Sehr geehrte Damen und Herren,
liebe Freunde der Kirchenmusik,
morgen ist Frühlingsanfang - und schon heute soll Sie diese Ausgabe mit einem Werk von Lili Boulanger auf diese Jahreszeit einstimmen: D'un matin de printemps.
Lili Boulanger war zweifelsohne eine sehr begabte Komponistin des letzten Jahrhunderts - wäre sie nicht mit 24 Jahren an einer Magen-Darm-Erkrankung gestorben, würde man sie jetzt vielleicht zu den berühmten Avantgardisten zählen, an die man sich erinnert. Wenige Wochen vor ihrem Tod komponierte sie ihr Kammermusikstück "D’un matin de printemps" - "Von einem Frühlingsmorgen": vordergründig ein schwungvolles Scherzo, bei dem aber nach und nach klar wird, dass unter der Heiterkeit großer Schmerz liegt.
Paris, 1913: Lili Boulanger gewinnt als erste Frau den begehrten Kompositionspreis Prix de Rome. Mit nur 19 Jahren gelingt ihr der internationale Durchbruch. In der Presse heißt es: "Lili Boulanger hat über alle ihre männlichen Konkurrenten triumphiert, was die übrigen Kandidaten einigermaßen verstört zurückgelassen hat." Trotz ihres sehr kurzen Lebens, das von chronischer Krankheit geprägt war, hat sie ein umfangreiches und reifes Werk erschaffen. In der "Boulangerie" - so nennt sich der musikalische Kreis um Lilis ältere Schwester Nadia - trifft sich die musikalische Elite von Paris. 1917 komponiert Lili Boulanger ihr "D’un matin de printemps" - kurz darauf stirbt sie mit nur 24 Jahren.

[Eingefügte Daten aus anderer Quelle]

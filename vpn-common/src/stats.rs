// This Source Code Form is subject to the terms of the Mozilla Public
// License, v. 2.0. If a copy of the MPL was not distributed with this
// file, You can obtain one at https://mozilla.org/MPL/2.0/.

use schemars::JsonSchema;
use serde::{Deserialize, Serialize};
use std::sync::atomic::{AtomicU64, Ordering};

/// Counters maintained by the agent synchronization loop.
#[derive(Default)]
pub struct LowerStats {
    pub attach_sent: AtomicU64,
    pub detach_sent: AtomicU64,
    pub dispatch_failures: AtomicU64,
    pub events_handled: AtomicU64,
    pub resyncs: AtomicU64,
}

/// A point in time copy of [`LowerStats`].
#[derive(
    Debug, Default, Clone, Copy, PartialEq, Eq, Serialize, Deserialize, JsonSchema,
)]
pub struct LowerStatsSnapshot {
    pub attach_sent: u64,
    pub detach_sent: u64,
    pub dispatch_failures: u64,
    pub events_handled: u64,
    pub resyncs: u64,
}

impl LowerStats {
    pub fn snapshot(&self) -> LowerStatsSnapshot {
        LowerStatsSnapshot {
            attach_sent: self.attach_sent.load(Ordering::Relaxed),
            detach_sent: self.detach_sent.load(Ordering::Relaxed),
            dispatch_failures: self.dispatch_failures.load(Ordering::Relaxed),
            events_handled: self.events_handled.load(Ordering::Relaxed),
            resyncs: self.resyncs.load(Ordering::Relaxed),
        }
    }

    pub fn bump(counter: &AtomicU64) {
        counter.fetch_add(1, Ordering::Relaxed);
    }
}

1916 schreibt Lili Boulanger an ihre beste Freundin Miki: "Wenn ich auch nicht schwerkrank bin, kann ich Dir dennoch kaum verbergen, wie mutlos ich an manchen Tagen bin - nicht so sehr wegen der Schmerzen, die dieses Mal nicht so schlimm sind, auch nicht wegen der Langeweile - sondern, weil ich begreife, dass ich niemals das Gefühl haben werde, das getan zu haben, was ich wollte, denn ich kann nichts ohne Unterbrechungen tun, und die sind länger als meine Arbeitsphasen selbst!" Wieder ist Lili Boulanger ans Bett gefesselt. Ein Schicksal, das sie seit ihrer Kindheit begleitet. Die vor Kreativität und originellen musikalischen Ideen sprudelnde junge Frau wird durch ihre chronische Krankheit regelmäßig ausgebremst. Doch es hält sie nicht davon ab, immer wieder das Notenpapier herauszuholen, um ihre Kompositionen niederzuschreiben.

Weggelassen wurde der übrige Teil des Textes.